Using Drug-Sniffing Dogs Without a Warrant Is Generally Illegal, Says Oregon Appeals Court
Using drug-sniffing dogs without a search warrant is generally illegal, ruled the Oregon Court of Appeals on August 21 (State v. Juarez-Godinez, Ore, No. SC S42584, Gillette, J., 942 P.2d 772, Ore. 1997). The court ruled that "detaining someone's property such as an auto without a search warrant while waiting for a search dog is an illegal seizure under the Oregon Constitution" ("Search and Seizure -- Detention of Car -- Drug Sniff," Criminal Practice Report, September 10, 1997, vol. 11, no. 19, p. 369; Associated Press, "Court curbs drug dog use," August 21, 1997).
In 1992 Rogelio Juarez-Godinez was pulled over for violating the speed limit. During the stop, an officer discovered that the car's registered owner was on probation for a drug offense.
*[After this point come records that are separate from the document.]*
//! Worklet deployment collaborator interface
//!
//! A worklet clones a Git repository, builds it, and serves a preview. That
//! pipeline lives outside this crate; the dispatcher only creates worklets
//! and polls their status, surfacing transitions as thread replies.

use crate::error::Result;
use async_trait::async_trait;
use serde::{Deserialize, Serialize};
use std::collections::HashMap;

/// Deployment state of a worklet.
#[derive(Debug, Clone, PartialEq, Eq, Serialize, Deserialize)]
#[serde(rename_all = "snake_case")]
pub enum WorkletStatus {
    Building,
    Deploying,
    Running,
    Error,
}

/// A deployed (or deploying) repository workspace.
#[derive(Debug, Clone, Serialize, Deserialize)]
pub struct Worklet {
    pub id: String,
    pub git_repo: String,
    pub status: WorkletStatus,
    /// Preview URL, populated once running
    pub web_url: Option<String>,
    /// Last pipeline error, populated on failure
    pub last_error: Option<String>,
}

/// Request to create a worklet.
#[derive(Debug, Clone, Serialize, Deserialize)]
pub struct CreateWorkletRequest {
    pub name: String,
    pub description: String,
    pub git_repo: String,
    pub branch: String,
    pub base_prompt: String,
    pub environment: HashMap<String, String>,
}

/// Worklet pipeline collaborator.
#[async_trait]
pub trait WorkletManager: Send + Sync {
    /// Kick off clone/build/deploy for a repository.
    async fn create_worklet(
        &self,
        request: CreateWorkletRequest,
        user_id: &str,
    ) -> Result<Worklet>;

    /// Current state of a worklet.
    async fn get_worklet(&self, worklet_id: &str) -> Result<Worklet>;
}
//! Durable session records
//!
//! Persists routing metadata only: enough to reconstruct a thread binding
//! after a restart via the agent's resume flag, never conversation content.
//! The in-memory binding is the source of truth for liveness; the durable
//! record is the source of truth for resumption.

mod json;
mod ledger;
mod memory;

pub use json::JsonFileStore;
pub use ledger::ActivityLedger;
pub use memory::MemoryStore;

use crate::error::Result;
use async_trait::async_trait;
use chrono::{DateTime, Utc};
use serde::{Deserialize, Serialize};

/// A persisted session row: identity plus a free-form metadata blob.
#[derive(Debug, Clone, Serialize, Deserialize)]
pub struct SessionRecord {
    /// Agent-assigned session id (primary key)
    pub session_id: String,
    /// Owning chat user
    pub user_id: String,
    /// Routing metadata
    pub metadata: SessionMetadata,
}

/// Routing metadata carried by a [`SessionRecord`].
#[derive(Debug, Clone, Serialize, Deserialize)]
pub struct SessionMetadata {
    /// Originating chat thread
    pub thread_id: String,
    /// Originating channel
    pub channel_id: String,
    /// Session working directory (passed back to the agent on resume)
    pub working_dir: String,
    /// Last activity timestamp
    pub last_activity: DateTime<Utc>,
    /// Whether the session is considered live
    pub active: bool,
    /// Free-form extras (upload directory, origin markers, ...)
    #[serde(flatten)]
    pub extra: serde_json::Map<String, serde_json::Value>,
}

/// Durable store collaborator interface.
///
/// Records are created with their binding, deactivated on stop, and never
/// deleted by the core.
#[async_trait]
pub trait SessionStore: Send + Sync {
    /// Persist a new record.
    async fn create(&self, record: &SessionRecord) -> Result<()>;

    /// Fetch by agent-assigned session id.
    async fn get_by_session(&self, session_id: &str) -> Result<Option<SessionRecord>>;

    /// Fetch by originating thread and owning user.
    async fn get_by_thread(&self, thread_id: &str, user_id: &str)
        -> Result<Option<SessionRecord>>;

    /// Bump `last_activity` on the active record for a thread.
    async fn update_activity(&self, thread_id: &str) -> Result<()>;

    /// Mark the record for a session inactive.
    async fn deactivate(&self, session_id: &str) -> Result<()>;
}
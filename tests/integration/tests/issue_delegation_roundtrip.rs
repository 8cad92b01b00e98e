//! Whole-workspace delegation flow: the pipeline crate driving the GitHub
//! adapter over a mocked API while a stand-in assistant CLI is really
//! spawned as a subprocess. Everything between the CI entrypoint and the
//! two external systems (platform API, assistant executable) runs for real.
#![cfg(unix)]

use std::os::unix::fs::PermissionsExt;
use std::path::{Path, PathBuf};
use std::sync::Arc;

use httpmock::prelude::*;
use serde_json::json;
use tempfile::TempDir;

use herald_core::comment::{branch_note_line, CommentDocument};
use herald_core::model::Repository;
use herald_core::platform::{EntityHandle, ProviderKind};
use herald_core::{HandoffRecord, RunOutcome};
use herald_github::{GithubPlatform, GithubPlatformConfig};
use herald_pipeline::{
    ClaudeCliRunner, ClaudeCliRunnerConfig, Pipeline, PipelinePaths, RunContext, TriggerOptions,
};

fn repository() -> Repository {
    Repository {
        owner: "acme".to_string(),
        name: "widgets".to_string(),
        default_branch: "main".to_string(),
    }
}

fn platform(server: &MockServer) -> Arc<GithubPlatform> {
    let mut config = GithubPlatformConfig::new(repository(), "test-token");
    config.api_base = server.base_url();
    config.web_base = "https://github.example.test".to_string();
    config.retry_max_attempts = 1;
    config.retry_base_delay_ms = 1;
    Arc::new(GithubPlatform::new(config).expect("platform"))
}

fn context(server: &MockServer) -> RunContext {
    RunContext {
        provider: ProviderKind::Github,
        repository: repository(),
        project_id: 1234,
        entity: Some(EntityHandle::issue(789)),
        actor_username: "alice".to_string(),
        ambient_branch: "main".to_string(),
        job_url: Some("https://ci.example.test/jobs/11".to_string()),
        api_base: server.base_url(),
        web_base: "https://github.example.test".to_string(),
        options: TriggerOptions {
            trigger_phrase: Some("@claude".to_string()),
            ..TriggerOptions::default()
        },
    }
}

fn paths(dir: &TempDir) -> PipelinePaths {
    PipelinePaths {
        handoff_file: dir.path().join("handoff.json"),
        scratch_dir: dir.path().join("scratch"),
    }
}

fn write_assistant_script(dir: &Path, body: &str) -> PathBuf {
    let script = dir.join("mock-claude.sh");
    let content = format!("#!/bin/sh\nset -eu\n{body}\n");
    std::fs::write(&script, content).expect("write script");
    let mut perms = std::fs::metadata(&script)
        .expect("script metadata")
        .permissions();
    perms.set_mode(0o755);
    std::fs::set_permissions(&script, perms).expect("chmod script");
    script
}

fn runner_for(script: &Path) -> ClaudeCliRunner {
    ClaudeCliRunner::new(ClaudeCliRunnerConfig {
        executable: script.display().to_string(),
        extra_args: Vec::new(),
        timeout_ms: 30_000,
    })
    .expect("runner")
}

/// Body the comment GET serves; the mock is stateless, so each test
/// scripts the state finalize should find the comment in.
fn pending_body() -> String {
    CommentDocument::pending("issue").render()
}

fn announced_body() -> String {
    let mut document = CommentDocument::pending("issue");
    document.set_branch_note(branch_note_line(
        "claude-issue-789",
        Some("https://github.example.test/acme/widgets/tree/claude-issue-789"),
    ));
    document.render()
}

/// Registers every endpoint the prepare stage touches for issue #789.
/// Call counts on these are pinned elsewhere; the tests here assert on
/// the finalize-stage mocks they register themselves.
fn mock_prepare_endpoints(server: &MockServer, comment_body: String) {
    server.mock(|when, then| {
        when.method(GET)
            .path("/repos/acme/widgets/collaborators/alice/permission");
        then.status(200)
            .json_body(json!({ "permission": "write", "role_name": "write" }));
    });
    server.mock(|when, then| {
        when.method(GET).path("/users/alice");
        then.status(200)
            .json_body(json!({ "login": "alice", "name": "Alice", "type": "User" }));
    });
    server.mock(|when, then| {
        when.method(GET).path("/repos/acme/widgets/issues/789");
        then.status(200).json_body(json!({
            "number": 789,
            "title": "Widget cache never expires",
            "body": "Stale entries pile up. @claude please take a look.",
            "user": { "login": "alice", "type": "User" },
            "created_at": "2026-03-01T09:00:00Z",
            "state": "open",
            "assignees": []
        }));
    });
    server.mock(|when, then| {
        when.method(GET)
            .path("/repos/acme/widgets/issues/789/comments");
        then.status(200).json_body(json!([]));
    });
    server.mock(|when, then| {
        when.method(POST)
            .path("/repos/acme/widgets/issues/789/comments")
            .body_includes("Claude is working on this");
        then.status(201).json_body(json!({ "id": 4242 }));
    });
    server.mock(|when, then| {
        when.method(GET)
            .path("/repos/acme/widgets/git/ref/heads/claude-issue-789");
        then.status(404).json_body(json!({ "message": "Not Found" }));
    });
    server.mock(|when, then| {
        when.method(GET)
            .path("/repos/acme/widgets/git/ref/heads/main");
        then.status(200)
            .json_body(json!({ "object": { "sha": "abc1234def" } }));
    });
    server.mock(|when, then| {
        when.method(POST)
            .path("/repos/acme/widgets/git/refs")
            .body_includes("refs/heads/claude-issue-789");
        then.status(201).json_body(json!({
            "ref": "refs/heads/claude-issue-789",
            "object": { "sha": "abc1234def" }
        }));
    });
    server.mock(|when, then| {
        when.method(GET)
            .path("/repos/acme/widgets/issues/comments/4242");
        then.status(200).json_body(json!({
            "id": 4242,
            "body": comment_body,
            "user": { "login": "herald-bot", "type": "Bot" },
            "created_at": "2026-03-01T10:00:00Z"
        }));
    });
    server.mock(|when, then| {
        when.method(PATCH)
            .path("/repos/acme/widgets/issues/comments/4242")
            .body_includes("Claude is working on this")
            .body_includes("Working branch");
        then.status(200).json_body(json!({ "id": 4242 }));
    });
}

#[tokio::test]
async fn integration_issue_run_with_live_cli_lands_metrics_in_the_comment() {
    let server = MockServer::start();
    mock_prepare_endpoints(&server, pending_body());
    let compare_get = server.mock(|when, then| {
        when.method(GET)
            .path("/repos/acme/widgets/compare/main...claude-issue-789");
        then.status(200).json_body(json!({
            "commits": [{
                "sha": "fedcba9876543210",
                "commit": {
                    "message": "Add cache TTL",
                    "author": { "name": "Claude", "email": "claude@example.test" }
                }
            }],
            "files": [{
                "filename": "src/cache.rs",
                "status": "modified",
                "additions": 5,
                "deletions": 1
            }]
        }));
    });
    let final_patch = server.mock(|when, then| {
        when.method(PATCH)
            .path("/repos/acme/widgets/issues/comments/4242")
            .body_includes("Claude finished this run")
            .body_includes("View branch")
            .body_includes("duration `30.5s`")
            .body_includes("api `2.1s`")
            .body_includes("cost `$0.0142`");
        then.status(200).json_body(json!({ "id": 4242 }));
    });

    let dir = TempDir::new().expect("tempdir");
    let script = write_assistant_script(
        dir.path(),
        r#"
case "${2-}" in
  *"Widget cache never expires"*) ;;
  *) echo "task brief missing issue title" >&2; exit 21;;
esac
if [ "${HERALD_WORKING_BRANCH-}" != "claude-issue-789" ]; then
  echo "unexpected working branch" >&2
  exit 22
fi
if [ "${HERALD_COMMENT_ID-}" != "4242" ]; then
  echo "unexpected comment id" >&2
  exit 23
fi
printf '{"type":"result","is_error":false,"result":"patched","duration_ms":30500,"duration_api_ms":2100,"total_cost_usd":0.0142}'
"#,
    );
    let pipeline = Pipeline::new(platform(&server), context(&server), false, paths(&dir));

    let summary = pipeline.run(&runner_for(&script)).await.expect("run");
    assert!(summary.triggered);
    assert_eq!(summary.outcome, Some(RunOutcome::Success));
    let metrics = summary.metrics.expect("metrics");
    assert_eq!(metrics.duration_ms, 30_500);
    assert_eq!(metrics.cost_usd, Some(0.0142));

    compare_get.assert_calls(1);
    final_patch.assert_calls(1);

    let record = HandoffRecord::load(&dir.path().join("handoff.json")).expect("record");
    assert_eq!(record.provider, ProviderKind::Github);
    assert_eq!(record.entity(), Some(EntityHandle::issue(789)));
    assert_eq!(record.claude_branch.as_deref(), Some("claude-issue-789"));
}

#[tokio::test]
async fn regression_failing_cli_reaches_the_error_state_and_drops_the_empty_branch() {
    let server = MockServer::start();
    // The comment GET serves the announced state: finalize must strip the
    // branch note once cleanup deletes the empty branch.
    mock_prepare_endpoints(&server, announced_body());
    let compare_get = server.mock(|when, then| {
        when.method(GET)
            .path("/repos/acme/widgets/compare/main...claude-issue-789");
        then.status(200)
            .json_body(json!({ "commits": [], "files": [] }));
    });
    let branch_delete = server.mock(|when, then| {
        when.method(DELETE)
            .path("/repos/acme/widgets/git/refs/heads/claude-issue-789");
        then.status(204);
    });
    let final_patch = server.mock(|when, then| {
        when.method(PATCH)
            .path("/repos/acme/widgets/issues/comments/4242")
            .body_includes("Claude run failed")
            .body_includes("model quota exhausted")
            .body_excludes("Working branch");
        then.status(200).json_body(json!({ "id": 4242 }));
    });

    let dir = TempDir::new().expect("tempdir");
    let script = write_assistant_script(
        dir.path(),
        r#"
echo "model quota exhausted" >&2
exit 7
"#,
    );
    let pipeline = Pipeline::new(platform(&server), context(&server), false, paths(&dir));

    let summary = pipeline
        .run(&runner_for(&script))
        .await
        .expect("a failed assistant still finalizes");
    assert!(summary.triggered);
    assert_eq!(summary.outcome, Some(RunOutcome::Error));
    let message = summary.error_message.expect("error message");
    assert!(message.contains("status 7"));
    assert!(message.contains("model quota exhausted"));
    assert!(summary.metrics.is_none());

    compare_get.assert_calls(1);
    branch_delete.assert_calls(1);
    final_patch.assert_calls(1);
}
Juarez-Godinez refused to allow the car to be searched, and the officer called for a drug-sniffing dog. The dog arrived 46 minutes later while Juarez-Godinez was detained. The drug dog "alert" became the basis for a search warrant which, when executed, revealed cocaine, heroin, and marijuana, leading police to formally arrest Juarez-Godinez.